Las mujeres elegidas por Monmany no forman un bloque homogéneo, y ese es otro de los aciertos del libro. No son heroínas en un sentido abstracto, sino que tiene su singularidad biográfica, sus contradicciones, así como hablan distintos lenguajes y tienes diferentes fidelidades. Entre ellas se encuentran una etnóloga, una dramaturga, una resistente, una espía, una aristócrata, una religiosa —y santa de la Iglesia ortodoxa—, junto a la brigadista Lise London, la doble víctima del nazismo y del comunismo Margarete Buber-Neumann, la traductora y confidente de Kafka, Milena Jesenská, y una poeta polaca. Esta constelación de conciencias distintas, unidas por una misma negativa a doblegarse, abre una vía interesante para comprender la resistencia femenina.
Pero lo mejor del libro es que no se limita a narrar la épica del pasado. Se interesa también por lo que viene después: ese territorio menos visible y quizá más doloroso, marcado por la dificultad de ser creídas, recordadas, publicadas o escuchadas. Muchas de estas supervivientes tuvieron que luchar de nuevo, esta vez contra el olvido, la indiferencia o una memoria pública que prefería otras imágenes de la guerra. Monmany rescata ese segundo combate, el de la palabra posterior, y lo sitúa en el mismo nivel de dignidad que la resistencia anterior. No basta con haber sobrevivido porque hay que lograr que la experiencia tenga lugar en la historia común.

Mujeres en Auschwitz
El título del libro, tomado de Horacio, condensa bien esa intuición. “Algo quedará de mí” no indica orgullo, sino persistencia. En el vibra una verdad antigua. El ser humano se extingue, pero no del todo si logra dejar una huella moral, una forma de relato, un testimonio que sobreviva a la destrucción.

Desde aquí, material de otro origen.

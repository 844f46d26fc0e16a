use serde::{Deserialize, Serialize};

use crate::domain::DocumentId;

/// Body for POST `/_api/document` and `/_api/edge`: `{}` when the server
/// should assign the key, `{"_key": K}` for a client-supplied key.
#[derive(Debug, Clone, Default, Serialize, Deserialize)]
pub struct NewEntityBody {
    #[serde(rename = "_key", default, skip_serializing_if = "Option::is_none")]
    pub key: Option<String>,
}

impl NewEntityBody {
    pub fn with_key(key: Option<&str>) -> Self {
        Self {
            key: key.map(str::to_string),
        }
    }
}

/// The `_id`/`_key`/`_rev` triple the store returns for create and update
/// operations.
#[derive(Debug, Clone, PartialEq, Eq, Serialize, Deserialize)]
pub struct DocumentHeader {
    #[serde(rename = "_id")]
    pub id: DocumentId,
    #[serde(rename = "_key")]
    pub key: String,
    #[serde(rename = "_rev")]
    pub rev: String,
}

/// Collection descriptor served by GET `/_api/collection/{identifier}`.
///
/// `status` and `collection_type` stay as raw wire codes so descriptors with
/// codes this client does not know survive a round-trip; decode them with
/// [`crate::domain::CollectionStatus::from_code`] and
/// [`crate::domain::CollectionType::from_code`].
#[derive(Debug, Clone, PartialEq, Serialize, Deserialize)]
pub struct CollectionInfo {
    pub id: String,
    pub name: String,
    pub status: i32,
    #[serde(rename = "type")]
    pub collection_type: i32,
    #[serde(rename = "isSystem", default)]
    pub is_system: bool,
}

#[cfg(test)]
mod tests {
    use super::*;

    #[test]
    fn new_entity_body_serializes_empty_without_key() {
        let body = NewEntityBody::with_key(None);
        assert_eq!(serde_json::to_string(&body).expect("serialize"), "{}");
    }

    #[test]
    fn new_entity_body_serializes_wire_key_field() {
        let body = NewEntityBody::with_key(Some("alice"));
        assert_eq!(
            serde_json::to_string(&body).expect("serialize"),
            "{\"_key\":\"alice\"}"
        );
    }

    #[test]
    fn collection_info_keeps_unknown_codes() {
        let raw = r#"{"id":"9001","name":"users","status":42,"type":17,"isSystem":false}"#;
        let info: CollectionInfo = serde_json::from_str(raw).expect("deserialize");
        assert_eq!(info.status, 42);
        assert_eq!(info.collection_type, 17);
        let back = serde_json::to_value(&info).expect("serialize");
        assert_eq!(back["status"], 42);
        assert_eq!(back["type"], 17);
    }

    #[test]
    fn collection_info_defaults_is_system() {
        let raw = r#"{"id":"9001","name":"users","status":3,"type":2}"#;
        let info: CollectionInfo = serde_json::from_str(raw).expect("deserialize");
        assert!(!info.is_system);
    }
}
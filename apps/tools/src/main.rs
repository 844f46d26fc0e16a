use anyhow::{Context, Result};
use clap::{Parser, Subcommand};
use client_core::DocumentStoreClient;
use serde_json::Value;
use shared::domain::{CollectionStatus, CollectionType};

#[derive(Parser, Debug)]
struct Cli {
    /// Base URL of the store, e.g. http://127.0.0.1:8529. Falls back to the
    /// DOCSTORE_URL environment variable.
    #[arg(long)]
    server_url: Option<String>,
    #[command(subcommand)]
    command: Command,
}

#[derive(Subcommand, Debug)]
enum Command {
    CreateDocument {
        collection: String,
        #[arg(long)]
        key: Option<String>,
    },
    CreateEdge {
        collection: String,
        from: String,
        to: String,
        #[arg(long)]
        key: Option<String>,
    },
    GetDocument {
        collection: String,
        key: String,
    },
    GetEdge {
        collection: String,
        key: String,
    },
    PutDocument {
        collection: String,
        key: String,
        payload: String,
    },
    PutEdge {
        collection: String,
        key: String,
        payload: String,
    },
    DeleteDocument {
        collection: String,
        key: String,
    },
    DeleteEdge {
        collection: String,
        key: String,
    },
    CollectionInfo {
        identifier: String,
    },
}

fn parse_payload(raw: &str) -> Result<Value> {
    serde_json::from_str(raw).context("payload must be valid JSON")
}

#[tokio::main]
async fn main() -> Result<()> {
    tracing_subscriber::fmt().with_env_filter("info").init();

    let cli = Cli::parse();
    let server_url = cli
        .server_url
        .or_else(|| std::env::var("DOCSTORE_URL").ok())
        .unwrap_or_else(|| "http://127.0.0.1:8529".to_string());
    let client = DocumentStoreClient::new(&server_url)?;

    match cli.command {
        Command::CreateDocument { collection, key } => {
            let header = client.create_document(&collection, key.as_deref()).await?;
            println!("created _id={}", header.id);
        }
        Command::CreateEdge {
            collection,
            from,
            to,
            key,
        } => {
            let created = client
                .create_edge(&collection, &from, &to, key.as_deref())
                .await?;
            println!("{}", serde_json::to_string_pretty(&created)?);
        }
        Command::GetDocument { collection, key } => {
            let entity = client.fetch_document(&collection, &key).await?;
            println!("{}", serde_json::to_string_pretty(&entity)?);
        }
        Command::GetEdge { collection, key } => {
            let entity = client.fetch_edge(&collection, &key).await?;
            println!("{}", serde_json::to_string_pretty(&entity)?);
        }
        Command::PutDocument {
            collection,
            key,
            payload,
        } => {
            let payload = parse_payload(&payload)?;
            client.save_document(&collection, &key, &payload).await?;
            println!("saved {collection}/{key}");
        }
        Command::PutEdge {
            collection,
            key,
            payload,
        } => {
            let payload = parse_payload(&payload)?;
            client.save_edge(&collection, &key, &payload).await?;
            println!("saved {collection}/{key}");
        }
        Command::DeleteDocument { collection, key } => {
            client.delete_document(&collection, &key).await?;
            println!("deleted {collection}/{key}");
        }
        Command::DeleteEdge { collection, key } => {
            client.delete_edge(&collection, &key).await?;
            println!("deleted {collection}/{key}");
        }
        Command::CollectionInfo { identifier } => {
            let info = client.fetch_collection_info(&identifier).await?;
            let kind = CollectionType::from_code(info.collection_type)
                .map(|kind| format!("{kind:?}"))
                .unwrap_or_else(|| format!("unknown({})", info.collection_type));
            let status = CollectionStatus::from_code(info.status)
                .map(|status| format!("{status:?}"))
                .unwrap_or_else(|| format!("unknown({})", info.status));
            println!(
                "collection id={} name={} type={} status={} system={}",
                info.id, info.name, kind, status, info.is_system
            );
        }
    }

    Ok(())
}
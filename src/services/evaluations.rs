//! Evaluation Record Service (writer)
//!
//! Validates one complete set of selections, derives the stored figures,
//! and persists a single evaluation row. There is no state machine: a
//! submission is one validate-derive-insert step, and every failure
//! surfaces before or without a write.

use crate::error::{AreteError, Result};
use crate::scoring::{AttainmentLevel, FactorScores, GoalOutcome};
use crate::services::reporting::ReportService;
use crate::storage::StorageBackend;
use crate::types::{AccessScope, Evaluation, EvaluationId, Period, WorkerId};
use chrono::{Datelike, Local};
use std::sync::Arc;
use tracing::info;

/// One complete set of evaluator selections, ready to submit
#[derive(Debug, Clone)]
pub struct EvaluationDraft {
    pub worker_id: WorkerId,

    /// Evaluation period; defaults to the current month/year
    pub period: Option<Period>,

    /// Tier selections for the three goals
    pub goal_levels: [AttainmentLevel; 3],

    /// The twelve factor selections
    pub factors: FactorScores,

    pub comentarios: String,
    pub necesidades_capac: String,
}

impl EvaluationDraft {
    /// Draft with default selections (goals at level 1, factors at level 2)
    pub fn new(worker_id: WorkerId) -> Self {
        Self {
            worker_id,
            period: None,
            goal_levels: [AttainmentLevel::default(); 3],
            factors: FactorScores::default(),
            comentarios: String::new(),
            necesidades_capac: String::new(),
        }
    }
}

/// Writer service for evaluation records
pub struct EvaluationService {
    storage: Arc<dyn StorageBackend>,
    reports: Arc<ReportService>,
}

impl EvaluationService {
    pub fn new(storage: Arc<dyn StorageBackend>, reports: Arc<ReportService>) -> Self {
        Self { storage, reports }
    }

    /// Validate and persist one evaluation
    ///
    /// The caller's scope must cover the worker's dependency. The selected
    /// tiers are authoritative input: derivations use the worker's
    /// programmed targets, and the storage-level unique constraint on
    /// (worker, month, year) is the duplicate authority, so concurrent
    /// submissions fail deterministically even past the friendly pre-check.
    pub async fn submit(&self, scope: &AccessScope, draft: EvaluationDraft) -> Result<Evaluation> {
        let worker = self.storage.get_worker(draft.worker_id).await?;

        if !scope.permits(&worker.dependencia) {
            return Err(AreteError::Validation(format!(
                "worker {} belongs to '{}', outside the permitted scope ({})",
                worker.id, worker.dependencia, scope
            )));
        }

        let today = Local::now();
        let period = draft.period.unwrap_or_else(Period::current);

        if self.storage.evaluation_exists(worker.id, period).await? {
            return Err(AreteError::DuplicateEvaluation {
                worker_id: worker.id.0,
                month: period.mes,
                year: period.anio,
            });
        }

        let goals = [
            GoalOutcome::from_selection(draft.goal_levels[0], worker.goals[0].programmed),
            GoalOutcome::from_selection(draft.goal_levels[1], worker.goals[1].programmed),
            GoalOutcome::from_selection(draft.goal_levels[2], worker.goals[2].programmed),
        ];

        let factors = draft.factors;
        let evaluation = Evaluation {
            id: EvaluationId::new(),
            worker_id: worker.id,
            dia: today.day(),
            period,
            goals,
            puntaje_total: factors.total(),
            factors,
            comentarios: draft.comentarios,
            necesidades_capac: draft.necesidades_capac,
        };

        self.storage.insert_evaluation(&evaluation).await?;
        self.reports.invalidate();

        info!(
            "Registered evaluation for {} ({}): total {}",
            worker.nombre, period, evaluation.puntaje_total
        );
        Ok(evaluation)
    }
}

Monmany trabaja justamente en ese límite entre la desaparición y la permanencia. Su escritura no embalsama a las figuras que evoca; intenta darles el mayor relieve posible, como si el ensayo pudiera reparar, al menos en parte, la violencia de lo sufrido.
Leído hoy, Algo quedará de mí importa no solo por lo que cuenta, sino por la forma en que mira sin renunciar a la complejidad. Las mujeres no son víctimas pasivas, sino sujetos de acción, pensamiento y memoria. Ravensbrück no es solo un simple nombre del terror, sino una prueba radical de hasta dónde pudo llegar la deshumanización y, al mismo tiempo, de hasta dónde puede llegar la voluntad humana de no ceder del todo. En esa tensión, en ese espacio entre el espanto y la dignidad, la escritura de Monmany limpia una superficie dañada para que vuelva a verse lo que había sido cubierto por la ruina y el olvido. Porque, al final, lo que queda de estas mujeres no es solo la historia de su sufrimiento, sino una llamada ética para los lectores de hoy.